* _DATASET ENTRIES_
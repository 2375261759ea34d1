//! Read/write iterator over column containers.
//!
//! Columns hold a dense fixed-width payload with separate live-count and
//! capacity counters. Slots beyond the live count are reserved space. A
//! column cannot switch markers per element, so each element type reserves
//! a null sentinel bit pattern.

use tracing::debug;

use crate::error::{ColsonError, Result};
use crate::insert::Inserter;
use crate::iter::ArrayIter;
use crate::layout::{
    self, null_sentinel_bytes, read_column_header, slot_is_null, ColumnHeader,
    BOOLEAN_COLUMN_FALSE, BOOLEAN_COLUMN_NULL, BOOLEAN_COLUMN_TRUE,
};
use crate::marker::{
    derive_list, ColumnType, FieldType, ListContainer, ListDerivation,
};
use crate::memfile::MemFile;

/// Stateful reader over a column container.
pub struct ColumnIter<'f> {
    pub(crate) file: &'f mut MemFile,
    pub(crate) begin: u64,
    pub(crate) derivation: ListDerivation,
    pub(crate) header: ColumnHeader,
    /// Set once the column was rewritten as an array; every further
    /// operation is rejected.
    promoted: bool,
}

* _WORK ITEM_
Give an exact copy of the lines from the one with "pub struct ColumnIter<'f>" through the end of the entries, both ends included.

* _ANSWER SECTION_
pub struct ColumnIter<'f> {
    pub(crate) file: &'f mut MemFile,
    pub(crate) begin: u64,
    pub(crate) derivation: ListDerivation,
    pub(crate) header: ColumnHeader,
    /// Set once the column was rewritten as an array; every further
    /// operation is rejected.
    promoted: bool,
}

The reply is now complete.